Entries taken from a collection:
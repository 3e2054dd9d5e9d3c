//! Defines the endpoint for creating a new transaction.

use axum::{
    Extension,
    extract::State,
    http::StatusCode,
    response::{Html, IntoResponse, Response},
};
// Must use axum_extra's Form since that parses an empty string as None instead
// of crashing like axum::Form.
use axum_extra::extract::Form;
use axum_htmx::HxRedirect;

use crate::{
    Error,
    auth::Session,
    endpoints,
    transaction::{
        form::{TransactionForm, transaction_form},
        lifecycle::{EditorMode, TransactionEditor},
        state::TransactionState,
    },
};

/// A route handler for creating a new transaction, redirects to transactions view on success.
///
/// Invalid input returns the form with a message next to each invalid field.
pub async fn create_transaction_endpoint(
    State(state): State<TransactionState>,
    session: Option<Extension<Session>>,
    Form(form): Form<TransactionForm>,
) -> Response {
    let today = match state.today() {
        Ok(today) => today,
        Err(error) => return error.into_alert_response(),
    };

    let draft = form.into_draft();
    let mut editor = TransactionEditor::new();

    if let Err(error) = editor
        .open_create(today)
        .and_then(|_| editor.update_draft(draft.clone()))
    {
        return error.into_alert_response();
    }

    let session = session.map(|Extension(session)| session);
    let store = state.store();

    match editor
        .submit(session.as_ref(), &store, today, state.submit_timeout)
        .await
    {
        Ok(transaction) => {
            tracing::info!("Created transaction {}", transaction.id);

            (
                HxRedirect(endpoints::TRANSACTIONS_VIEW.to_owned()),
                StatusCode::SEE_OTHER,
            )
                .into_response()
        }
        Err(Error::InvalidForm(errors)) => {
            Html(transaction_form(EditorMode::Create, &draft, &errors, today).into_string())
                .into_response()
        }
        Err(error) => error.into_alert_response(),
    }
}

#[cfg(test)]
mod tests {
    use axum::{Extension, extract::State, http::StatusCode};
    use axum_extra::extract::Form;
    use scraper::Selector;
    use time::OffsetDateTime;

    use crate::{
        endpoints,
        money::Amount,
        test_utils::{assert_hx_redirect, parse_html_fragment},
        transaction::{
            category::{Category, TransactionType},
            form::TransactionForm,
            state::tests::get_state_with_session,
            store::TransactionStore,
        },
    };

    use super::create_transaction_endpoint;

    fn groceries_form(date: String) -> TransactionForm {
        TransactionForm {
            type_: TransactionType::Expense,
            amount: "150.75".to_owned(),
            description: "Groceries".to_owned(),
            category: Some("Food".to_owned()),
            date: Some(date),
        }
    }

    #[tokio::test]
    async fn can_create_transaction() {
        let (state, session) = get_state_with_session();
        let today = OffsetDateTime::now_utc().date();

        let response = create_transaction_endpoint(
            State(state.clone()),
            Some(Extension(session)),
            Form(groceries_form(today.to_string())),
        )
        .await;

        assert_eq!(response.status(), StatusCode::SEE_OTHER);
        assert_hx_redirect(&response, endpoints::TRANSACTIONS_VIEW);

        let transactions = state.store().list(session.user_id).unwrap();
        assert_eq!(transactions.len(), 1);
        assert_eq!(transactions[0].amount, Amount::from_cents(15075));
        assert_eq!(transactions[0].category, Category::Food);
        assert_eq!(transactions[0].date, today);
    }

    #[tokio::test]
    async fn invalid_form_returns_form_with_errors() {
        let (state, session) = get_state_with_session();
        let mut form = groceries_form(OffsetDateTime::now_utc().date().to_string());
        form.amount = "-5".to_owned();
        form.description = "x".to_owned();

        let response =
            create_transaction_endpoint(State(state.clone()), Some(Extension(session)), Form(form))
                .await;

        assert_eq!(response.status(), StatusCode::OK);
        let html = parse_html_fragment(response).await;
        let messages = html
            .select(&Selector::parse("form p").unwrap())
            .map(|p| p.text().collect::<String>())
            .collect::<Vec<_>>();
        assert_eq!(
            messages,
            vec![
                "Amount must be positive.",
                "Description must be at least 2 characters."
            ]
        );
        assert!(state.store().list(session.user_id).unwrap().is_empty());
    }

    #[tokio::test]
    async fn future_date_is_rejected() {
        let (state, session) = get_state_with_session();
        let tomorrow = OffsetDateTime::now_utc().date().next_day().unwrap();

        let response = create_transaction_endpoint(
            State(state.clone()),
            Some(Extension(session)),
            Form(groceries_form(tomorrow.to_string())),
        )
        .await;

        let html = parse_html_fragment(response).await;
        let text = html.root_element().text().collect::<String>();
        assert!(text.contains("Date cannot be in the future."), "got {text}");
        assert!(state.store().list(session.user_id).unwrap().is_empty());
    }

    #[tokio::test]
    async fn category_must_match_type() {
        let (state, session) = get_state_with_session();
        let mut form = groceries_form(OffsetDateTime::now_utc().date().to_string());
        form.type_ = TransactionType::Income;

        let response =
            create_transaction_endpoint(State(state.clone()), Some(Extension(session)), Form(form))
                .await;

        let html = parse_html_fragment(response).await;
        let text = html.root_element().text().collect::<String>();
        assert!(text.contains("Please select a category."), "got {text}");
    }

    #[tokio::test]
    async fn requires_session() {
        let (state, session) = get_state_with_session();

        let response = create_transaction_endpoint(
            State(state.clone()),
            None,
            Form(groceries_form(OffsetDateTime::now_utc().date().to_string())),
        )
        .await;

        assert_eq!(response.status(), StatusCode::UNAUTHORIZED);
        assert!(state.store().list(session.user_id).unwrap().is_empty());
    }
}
---
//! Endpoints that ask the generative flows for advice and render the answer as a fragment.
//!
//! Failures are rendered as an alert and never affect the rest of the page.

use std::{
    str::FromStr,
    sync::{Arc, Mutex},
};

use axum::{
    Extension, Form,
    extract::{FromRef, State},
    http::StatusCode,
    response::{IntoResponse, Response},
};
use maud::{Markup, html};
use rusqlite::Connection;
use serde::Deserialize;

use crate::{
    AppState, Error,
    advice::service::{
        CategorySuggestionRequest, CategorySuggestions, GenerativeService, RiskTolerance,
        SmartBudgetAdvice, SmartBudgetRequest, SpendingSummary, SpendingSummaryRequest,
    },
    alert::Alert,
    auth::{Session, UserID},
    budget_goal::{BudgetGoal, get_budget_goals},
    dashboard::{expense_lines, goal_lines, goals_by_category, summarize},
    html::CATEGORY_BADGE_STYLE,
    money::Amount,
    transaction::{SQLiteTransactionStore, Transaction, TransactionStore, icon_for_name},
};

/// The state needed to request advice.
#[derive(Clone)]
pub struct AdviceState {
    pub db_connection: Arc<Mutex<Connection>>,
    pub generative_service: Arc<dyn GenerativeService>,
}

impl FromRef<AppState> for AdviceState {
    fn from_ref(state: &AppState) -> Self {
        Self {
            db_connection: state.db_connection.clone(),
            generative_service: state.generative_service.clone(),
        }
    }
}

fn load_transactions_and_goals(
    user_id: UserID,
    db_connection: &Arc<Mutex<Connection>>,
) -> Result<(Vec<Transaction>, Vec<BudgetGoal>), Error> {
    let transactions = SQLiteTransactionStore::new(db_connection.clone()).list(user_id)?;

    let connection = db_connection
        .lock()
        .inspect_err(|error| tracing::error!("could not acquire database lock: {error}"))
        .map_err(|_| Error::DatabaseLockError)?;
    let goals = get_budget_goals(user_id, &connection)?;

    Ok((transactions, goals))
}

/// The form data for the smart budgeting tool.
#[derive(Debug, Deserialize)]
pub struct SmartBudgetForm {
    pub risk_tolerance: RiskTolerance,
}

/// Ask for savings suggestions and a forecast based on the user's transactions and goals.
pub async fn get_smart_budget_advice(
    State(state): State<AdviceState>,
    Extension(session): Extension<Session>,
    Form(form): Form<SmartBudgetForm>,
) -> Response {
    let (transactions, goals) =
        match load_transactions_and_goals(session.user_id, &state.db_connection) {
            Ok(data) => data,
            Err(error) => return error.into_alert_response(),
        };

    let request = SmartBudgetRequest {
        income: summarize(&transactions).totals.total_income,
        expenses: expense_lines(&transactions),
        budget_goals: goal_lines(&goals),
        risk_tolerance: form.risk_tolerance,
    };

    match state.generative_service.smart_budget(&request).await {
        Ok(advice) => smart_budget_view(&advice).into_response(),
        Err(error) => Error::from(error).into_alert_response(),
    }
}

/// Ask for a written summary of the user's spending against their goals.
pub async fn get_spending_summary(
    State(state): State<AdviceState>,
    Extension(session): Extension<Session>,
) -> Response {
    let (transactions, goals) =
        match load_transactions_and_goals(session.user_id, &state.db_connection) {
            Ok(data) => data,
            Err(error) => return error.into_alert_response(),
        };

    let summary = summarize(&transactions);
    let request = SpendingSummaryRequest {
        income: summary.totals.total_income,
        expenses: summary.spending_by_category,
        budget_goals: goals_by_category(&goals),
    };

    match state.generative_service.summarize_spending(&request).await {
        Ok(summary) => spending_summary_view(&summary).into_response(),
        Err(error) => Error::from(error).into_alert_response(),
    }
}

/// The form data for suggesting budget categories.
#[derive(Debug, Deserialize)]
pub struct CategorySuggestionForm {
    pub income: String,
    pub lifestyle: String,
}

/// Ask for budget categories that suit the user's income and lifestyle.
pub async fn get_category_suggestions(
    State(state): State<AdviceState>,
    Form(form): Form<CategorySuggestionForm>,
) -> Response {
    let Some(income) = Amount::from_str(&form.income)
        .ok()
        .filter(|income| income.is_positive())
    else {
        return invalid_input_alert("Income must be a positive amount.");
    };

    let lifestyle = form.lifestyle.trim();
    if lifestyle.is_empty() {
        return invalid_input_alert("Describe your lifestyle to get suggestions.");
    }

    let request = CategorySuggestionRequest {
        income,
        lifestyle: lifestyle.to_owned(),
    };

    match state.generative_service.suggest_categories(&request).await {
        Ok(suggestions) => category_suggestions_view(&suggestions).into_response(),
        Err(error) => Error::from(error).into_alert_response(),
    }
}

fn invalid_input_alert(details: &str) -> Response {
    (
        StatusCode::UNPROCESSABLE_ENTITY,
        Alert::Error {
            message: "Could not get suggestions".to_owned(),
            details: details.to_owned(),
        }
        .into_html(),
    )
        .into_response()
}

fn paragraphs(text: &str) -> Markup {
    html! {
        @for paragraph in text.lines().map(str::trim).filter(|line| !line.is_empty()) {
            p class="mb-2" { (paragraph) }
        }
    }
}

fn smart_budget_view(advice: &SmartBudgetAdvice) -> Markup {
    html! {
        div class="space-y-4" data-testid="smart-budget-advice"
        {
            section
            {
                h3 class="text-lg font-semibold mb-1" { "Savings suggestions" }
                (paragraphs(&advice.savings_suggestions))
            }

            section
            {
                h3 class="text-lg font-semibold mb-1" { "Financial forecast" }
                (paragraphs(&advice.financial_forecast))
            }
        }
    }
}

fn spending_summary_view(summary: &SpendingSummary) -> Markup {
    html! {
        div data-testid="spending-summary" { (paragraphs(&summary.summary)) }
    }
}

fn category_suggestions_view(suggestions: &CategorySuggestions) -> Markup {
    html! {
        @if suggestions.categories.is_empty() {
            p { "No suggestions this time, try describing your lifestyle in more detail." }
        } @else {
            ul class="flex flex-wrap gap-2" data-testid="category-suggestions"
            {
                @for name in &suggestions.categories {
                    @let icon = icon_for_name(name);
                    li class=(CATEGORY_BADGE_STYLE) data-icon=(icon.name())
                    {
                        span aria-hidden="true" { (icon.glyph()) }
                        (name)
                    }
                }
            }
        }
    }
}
--
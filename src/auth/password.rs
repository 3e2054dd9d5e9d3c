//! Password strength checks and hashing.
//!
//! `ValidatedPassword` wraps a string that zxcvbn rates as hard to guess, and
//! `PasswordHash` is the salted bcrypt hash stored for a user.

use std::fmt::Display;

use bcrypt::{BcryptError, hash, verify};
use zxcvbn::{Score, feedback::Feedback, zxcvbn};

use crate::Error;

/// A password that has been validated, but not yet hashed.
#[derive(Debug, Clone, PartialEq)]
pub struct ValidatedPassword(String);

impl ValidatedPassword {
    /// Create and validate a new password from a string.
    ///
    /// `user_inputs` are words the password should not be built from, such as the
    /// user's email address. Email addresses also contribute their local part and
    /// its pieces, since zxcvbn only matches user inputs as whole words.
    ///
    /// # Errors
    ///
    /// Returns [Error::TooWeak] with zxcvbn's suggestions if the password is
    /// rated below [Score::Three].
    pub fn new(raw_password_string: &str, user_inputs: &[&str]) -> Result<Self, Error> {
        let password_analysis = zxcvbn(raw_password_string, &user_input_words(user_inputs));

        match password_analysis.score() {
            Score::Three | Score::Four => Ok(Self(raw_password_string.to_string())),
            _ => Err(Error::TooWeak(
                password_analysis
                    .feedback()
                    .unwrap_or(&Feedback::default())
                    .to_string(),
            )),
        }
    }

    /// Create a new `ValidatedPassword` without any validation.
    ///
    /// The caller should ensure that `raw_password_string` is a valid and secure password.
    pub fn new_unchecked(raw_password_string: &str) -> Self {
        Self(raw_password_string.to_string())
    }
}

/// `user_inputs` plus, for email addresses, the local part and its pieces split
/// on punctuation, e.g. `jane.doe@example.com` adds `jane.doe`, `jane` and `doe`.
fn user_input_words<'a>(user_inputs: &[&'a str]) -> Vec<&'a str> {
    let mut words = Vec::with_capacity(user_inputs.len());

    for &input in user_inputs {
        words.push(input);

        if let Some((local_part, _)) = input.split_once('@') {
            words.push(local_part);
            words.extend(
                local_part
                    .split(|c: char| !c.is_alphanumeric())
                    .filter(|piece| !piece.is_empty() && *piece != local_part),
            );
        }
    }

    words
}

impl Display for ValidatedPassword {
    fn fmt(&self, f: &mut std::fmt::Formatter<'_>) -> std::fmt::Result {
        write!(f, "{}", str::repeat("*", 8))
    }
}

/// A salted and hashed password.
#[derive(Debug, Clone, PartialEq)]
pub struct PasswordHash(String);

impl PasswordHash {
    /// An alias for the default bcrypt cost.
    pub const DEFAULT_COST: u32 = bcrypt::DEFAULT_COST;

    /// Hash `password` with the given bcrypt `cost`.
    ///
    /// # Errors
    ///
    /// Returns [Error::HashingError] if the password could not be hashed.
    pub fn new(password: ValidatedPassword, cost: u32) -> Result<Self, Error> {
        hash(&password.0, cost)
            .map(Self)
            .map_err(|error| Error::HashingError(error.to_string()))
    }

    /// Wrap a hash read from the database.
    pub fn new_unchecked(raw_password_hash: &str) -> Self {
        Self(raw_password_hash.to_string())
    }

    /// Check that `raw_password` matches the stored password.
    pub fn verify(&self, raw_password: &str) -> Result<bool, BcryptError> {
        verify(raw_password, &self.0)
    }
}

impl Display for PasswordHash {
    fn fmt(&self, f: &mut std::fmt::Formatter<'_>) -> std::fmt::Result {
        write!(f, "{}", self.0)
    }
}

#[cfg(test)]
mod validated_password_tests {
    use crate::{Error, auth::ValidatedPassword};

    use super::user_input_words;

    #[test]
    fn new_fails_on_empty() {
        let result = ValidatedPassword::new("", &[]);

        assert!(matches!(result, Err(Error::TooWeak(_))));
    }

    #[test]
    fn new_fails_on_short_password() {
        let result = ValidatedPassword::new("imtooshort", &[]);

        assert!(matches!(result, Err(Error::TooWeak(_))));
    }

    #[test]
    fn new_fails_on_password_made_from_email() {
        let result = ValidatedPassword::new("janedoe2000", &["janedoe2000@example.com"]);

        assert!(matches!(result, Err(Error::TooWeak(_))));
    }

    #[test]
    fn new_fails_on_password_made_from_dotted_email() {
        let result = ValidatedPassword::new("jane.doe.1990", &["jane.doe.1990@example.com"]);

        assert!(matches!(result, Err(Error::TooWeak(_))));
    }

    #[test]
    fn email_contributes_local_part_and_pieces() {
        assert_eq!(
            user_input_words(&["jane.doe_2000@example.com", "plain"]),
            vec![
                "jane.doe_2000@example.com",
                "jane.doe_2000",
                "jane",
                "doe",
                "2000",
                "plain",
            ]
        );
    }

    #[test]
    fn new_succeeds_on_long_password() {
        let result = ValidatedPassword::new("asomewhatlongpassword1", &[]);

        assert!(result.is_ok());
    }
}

> _What you are asked to do_: Look back at the data above. Transcribe exactly the lines starting at the line that contains "if let Some((local_part, _))" and ending at the line that contains "impl Display for ValidatedPassword".

> _Exercise solution_:
        if let Some((local_part, _)) = input.split_once('@') {
            words.push(local_part);
            words.extend(
                local_part
                    .split(|c: char| !c.is_alphanumeric())
                    .filter(|piece| !piece.is_empty() && *piece != local_part),
            );
        }
    }

    words
}

impl Display for ValidatedPassword {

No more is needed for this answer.